Add to that I am regularly asked for my opinion on the horsemanship of other horse people. “What do you think of so and so?” and “Who do you think I should get help from?” or “Isn’t so and so brilliant, what do you think?” are very common questions I get.


Most times I know at least a bit about the people being referred to, sometimes I know a lot but sometimes I am not familiar with the name at all.


Before I talk about the topic I want to discuss, I want to say something about the political correctness of giving an opinion on someone’s horsemanship skills.


Despite being criticized from time to time for giving my honest opinion, I will continue to give my honest opinion. I believe the importance of this is beyond the niceties of the old adage “if you can’t say anything nice about somebody, you shouldn’t say anything at all.” I feel that is a nonsense view that does nothing to help horses or the horse owners that ask for my opinion. I am more interested in the welfare of horses than I am in the courtesy of being supportive of people whom I think work in a way that does not benefit horses. Nevertheless, I always try to be polite and respectful and fully explain the reasons behind any appraisal I make.


I have said before on this page that I believe it is a responsibility of professional horse people to openly and politely discuss the methods and philosophy of each other so that the students who are looking for guidance can examine the pros and cons of each trainer or clinician. I don’t believe a polite “no comment” helps anybody – particularly the novice horse owner.


This is why I don’t censor different views and criticisms of my work on this page – as long as the comments are polite and respectful. Yet, I keep coming across other professionals who have a strict policy of deleting dissenting comments and banning those who make them.


So having made that clear, what I really want to talk about is what I look for when I am weighing up the quality of a person’s horse work.


It is my experience that many people get caught up in the hoopla of trainer’s presentation that they don’t see the real quality of the horsemanship behind the smoke and mirrors. Things like clever catch phrases, humorous presentations, a gift of the gab, wow-factor horse tricks, polished videos, long list of competition ribbons and awards etc, contribute a great deal to how we perceive a person’s horsemanship. The glitz, the tricks, and the smooth talk are so up front and attractive, that we often fail to see the emotional state of the horse behind it. It takes a lot of self-discipline to put that stuff aside and focus on how the horse is doing.

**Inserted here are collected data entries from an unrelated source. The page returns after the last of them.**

use crate::CoreError;
use crate::ignore_rules::{IGNORE_FILE_NAME, IgnoreRuleSet, PRUNED_DIR_NAMES, load_ignore_file};
use crate::language::Language;
use ignore::{DirEntry, WalkBuilder};
use std::fs;
use std::io::ErrorKind;
use std::path::{Path, PathBuf};

#[derive(Debug, Clone)]
pub struct DiscoveryOptions {
    /// Caller-supplied gitignore-style rules, applied after the ignore file.
    pub extra_ignores: Vec<String>,
    pub include_hidden: bool,
    /// Read `<root>/.neatignore` (or `ignore_path`) when expanding a directory.
    pub use_ignore_file: bool,
    pub ignore_path: Option<PathBuf>,
}

impl Default for DiscoveryOptions {
    fn default() -> Self {
        DiscoveryOptions {
            extra_ignores: Vec::new(),
            include_hidden: false,
            use_ignore_file: true,
            ignore_path: None,
        }
    }
}

impl DiscoveryOptions {
    pub fn rule_set(&self, root: &Path) -> IgnoreRuleSet {
        let file_rules = if self.use_ignore_file {
            let p = self
                .ignore_path
                .clone()
                .unwrap_or_else(|| root.join(IGNORE_FILE_NAME));
            load_ignore_file(&p)
        } else {
            Vec::new()
        };
        IgnoreRuleSet::new()
            .with_file_rules(file_rules)
            .with_extra_rules(self.extra_ignores.iter().cloned())
            .include_hidden(self.include_hidden)
    }
}

#[derive(Debug, Clone, Copy, PartialEq, Eq)]
pub enum RootKind {
    File,
    Directory,
}

/// Makes `root` absolute (without resolving symlinks) and classifies it.
pub fn resolve_root(root: &Path) -> Result<(PathBuf, RootKind), CoreError> {
    let abs = std::path::absolute(root)
        .map_err(|e| CoreError::InvalidInput(format!("{}: {}", root.display(), e)))?;
    let meta = match fs::metadata(&abs) {
        Ok(m) => m,
        Err(e) if e.kind() == ErrorKind::NotFound => return Err(CoreError::NotFound(abs)),
        Err(e) => return Err(CoreError::io(abs, e)),
    };
    if meta.is_file() {
        Ok((abs, RootKind::File))
    } else if meta.is_dir() {
        Ok((abs, RootKind::Directory))
    } else {
        Err(CoreError::InvalidInput(format!(
            "{} is neither a file nor a directory",
            abs.display()
        )))
    }
}

/// Candidate files for one root, sorted by path.
///
/// An explicit file is returned as-is when its extension is supported; ignore
/// rules only apply while expanding a directory.
pub fn discover(root: &Path, options: &DiscoveryOptions) -> Result<Vec<PathBuf>, CoreError> {
    let (root, kind) = resolve_root(root)?;
    match kind {
        RootKind::File if Language::from_path(&root).is_some() => Ok(vec![root]),
        RootKind::File => Ok(Vec::new()),
        RootKind::Directory => discover_dir(&root, options),
    }
}

pub(crate) fn discover_dir(
    root: &Path,
    options: &DiscoveryOptions,
) -> Result<Vec<PathBuf>, CoreError> {
    let rules = options.rule_set(root);
    let m = rules.build(root)?;
    tracing::debug!(root = %root.display(), patterns = ?rules.patterns(), "expanding directory");

    let mut w = WalkBuilder::new(root);
    w.standard_filters(false);
    w.follow_links(false);
    w.filter_entry(|e| !is_pruned(e));

    let mut f = Vec::new();
    for i in w.build() {
        let e = match i {
            Ok(e) => e,
            Err(e) => {
                tracing::warn!(root = %root.display(), error = %e, "skipping unreadable entry");
                continue;
            }
        };
        if !is_candidate_file(&e) {
            continue;
        }
        let p = e.into_path();
        if Language::from_path(&p).is_none() {
            continue;
        }
        let Ok(rel) = p.strip_prefix(root) else {
            continue;
        };
        if m.is_excluded(&rel.to_string_lossy()) {
            tracing::trace!(path = %p.display(), "excluded");
            continue;
        }
        f.push(p);
    }
    f.sort();
    Ok(f)
}

/// Regular files, plus symlinks that point at one. Linked directories are
/// never descended into.
fn is_candidate_file(e: &DirEntry) -> bool {
    match e.file_type() {
        Some(ft) if ft.is_file() => true,
        Some(ft) if ft.is_symlink() => fs::metadata(e.path()).is_ok_and(|m| m.is_file()),
        _ => false,
    }
}

fn is_pruned(e: &DirEntry) -> bool {
    e.depth() > 0
        && e.file_type().is_some_and(|ft| ft.is_dir())
        && e
            .file_name()
            .to_str()
            .is_some_and(|n| PRUNED_DIR_NAMES.contains(&n))
}

#[cfg(test)]
mod tests {
    use super::*;

    fn touch(root: &Path, rel: &str) {
        let p = root.join(rel);
        fs::create_dir_all(p.parent().unwrap()).unwrap();
        fs::write(p, "x;\n").unwrap();
    }

    fn names(root: &Path, files: &[PathBuf]) -> Vec<String> {
        files
            .iter()
            .map(|f| f.strip_prefix(root).unwrap().to_string_lossy().replace('\\', "/"))
            .collect()
    }

    #[test]
    fn expands_directory_with_exclusions() {
        let dir = tempfile::tempdir().unwrap();
        let r = dir.path();
        for f in [
            "a.js",
            "b.mjs",
            "src/c.cjs",
            "src/readme.md",
            "node_modules/dep/index.js",
            "dist/out.js",
            "lib/jquery.min.js",
            ".hidden.js",
            ".config/x.js",
        ] {
            touch(r, f);
        }
        let files = discover(r, &DiscoveryOptions::default()).unwrap();
        assert_eq!(names(r, &files), vec!["a.js", "b.mjs", "src/c.cjs"]);
        assert!(files.iter().all(|f| f.is_absolute()));
    }

    #[test]
    fn ignore_file_and_extra_rules() {
        let dir = tempfile::tempdir().unwrap();
        let r = dir.path();
        for f in ["a.js", "b.mjs", "gen/c.js", "keep/d.js"] {
            touch(r, f);
        }
        fs::write(r.join(IGNORE_FILE_NAME), "# comment\nb.mjs\n\n").unwrap();

        let opts = DiscoveryOptions {
            extra_ignores: vec!["gen/**".into()],
            ..Default::default()
        };
        assert_eq!(names(r, &discover(r, &opts).unwrap()), vec!["a.js", "keep/d.js"]);

        let opts = DiscoveryOptions {
            use_ignore_file: false,
            ..Default::default()
        };
        assert_eq!(
            names(r, &discover(r, &opts).unwrap()),
            vec!["a.js", "b.mjs", "gen/c.js", "keep/d.js"]
        );
    }

    #[test]
    fn custom_ignore_path() {
        let dir = tempfile::tempdir().unwrap();
        let r = dir.path().join("proj");
        touch(&r, "a.js");
        touch(&r, "b.js");
        let rules = dir.path().join("rules.txt");
        fs::write(&rules, "a.js\n").unwrap();
        let opts = DiscoveryOptions {
            ignore_path: Some(rules),
            ..Default::default()
        };
        assert_eq!(names(&r, &discover(&r, &opts).unwrap()), vec!["b.js"]);
    }

    #[test]
    fn include_hidden() {
        let dir = tempfile::tempdir().unwrap();
        let r = dir.path();
        touch(r, ".eslintrc.js");
        touch(r, ".git/hook.js");
        let opts = DiscoveryOptions {
            include_hidden: true,
            ..Default::default()
        };
        assert_eq!(names(r, &discover(r, &opts).unwrap()), vec![".eslintrc.js"]);
    }

    #[test]
    fn explicit_file_bypasses_ignore_rules() {
        let dir = tempfile::tempdir().unwrap();
        let r = dir.path();
        touch(r, "node_modules/c.js");
        touch(r, "notes.txt");
        let dep = r.join("node_modules/c.js");
        assert_eq!(discover(&dep, &DiscoveryOptions::default()).unwrap(), vec![dep]);
        assert!(
            discover(&r.join("notes.txt"), &DiscoveryOptions::default())
                .unwrap()
                .is_empty()
        );
    }

    #[cfg(unix)]
    #[test]
    fn symlinked_files_are_candidates() {
        use std::os::unix::fs::symlink;

        let dir = tempfile::tempdir().unwrap();
        let proj = dir.path().join("proj");
        touch(&proj, "plain.js");
        touch(dir.path(), "shared/real.js");
        touch(dir.path(), "shared/lib/inner.js");
        symlink(dir.path().join("shared/real.js"), proj.join("link.js")).unwrap();
        symlink(dir.path().join("shared/lib"), proj.join("lib")).unwrap();
        symlink(dir.path().join("shared/gone.js"), proj.join("dangling.js")).unwrap();

        let files = discover(&proj, &DiscoveryOptions::default()).unwrap();
        assert_eq!(names(&proj, &files), vec!["link.js", "plain.js"]);
    }

    #[test]
    fn missing_root_is_not_found() {
        let dir = tempfile::tempdir().unwrap();
        let err = discover(&dir.path().join("nope"), &DiscoveryOptions::default()).unwrap_err();
        assert!(matches!(err, CoreError::NotFound(_)));
    }

    #[cfg(unix)]
    #[test]
    fn special_file_is_invalid_input() {
        let err = resolve_root(Path::new("/dev/null")).unwrap_err();
        assert!(matches!(err, CoreError::InvalidInput(_)));
    }

    #[test]
    fn discovery_is_deterministic() {
        let dir = tempfile::tempdir().unwrap();
        let r = dir.path();
        for f in ["z.js", "a/b.js", "m.mjs", "a/a.js"] {
            touch(r, f);
        }
        let first = discover(r, &DiscoveryOptions::default()).unwrap();
        let second = discover(r, &DiscoveryOptions::default()).unwrap();
        assert_eq!(first, second);
        assert_eq!(names(r, &first), vec!["a/a.js", "a/b.js", "m.mjs", "z.js"]);
    }
}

The person who can stand on the back of his horse and start a chainsaw attracts a lot more attention than the person who can inspire a nice soft trot from their horse. The person who can be riding an unbroken horse in 2 hrs gets a lot more cheers than the person who has a horse happy to see him when he walks into the paddock. And the person who can train a horse to perform high-level movements after 4 months of training attracts a lot more students than the person whose horse will softly lower its head to accept the halter.


It is the nature of people that we are impressed by the glaringly obvious and miss the brilliance of the subtle things.


Now back to what I look for when I am watching another horse person working.


The first thing I look for is how the trainer approaches a horse for the first time. I want to know if they adjust their approach and touch for what the horse is feeling in an effort to help the horse feel more comfortable. That tells me how much they care about the horse in front of them.


The second thing is perhaps the most important and I feel speaks volumes about the kind of horse person I am watching. When a trainer asks a horse to do something I look to see if they start by trying to direct the horse’s thought or do they immediately begin by driving the horse? If they start by driving the horse, I am almost immediately turned off. I don’t mind if they try to initially direct the horse and then find they have to drive them. But if they begin by driving the horse; it is an immediate loss of 100 points of credit. They would have to be pretty bloody amazing in everything else they do to make up for the crime of going directly to driving horses.


(As an aside for those that don’t know the difference between directing and driving a horse, directing is sending a horse towards where it is thinking and driving is sending a horse away from where it is thinking. More information is in my book “The Essence Of Good Horsemanship.)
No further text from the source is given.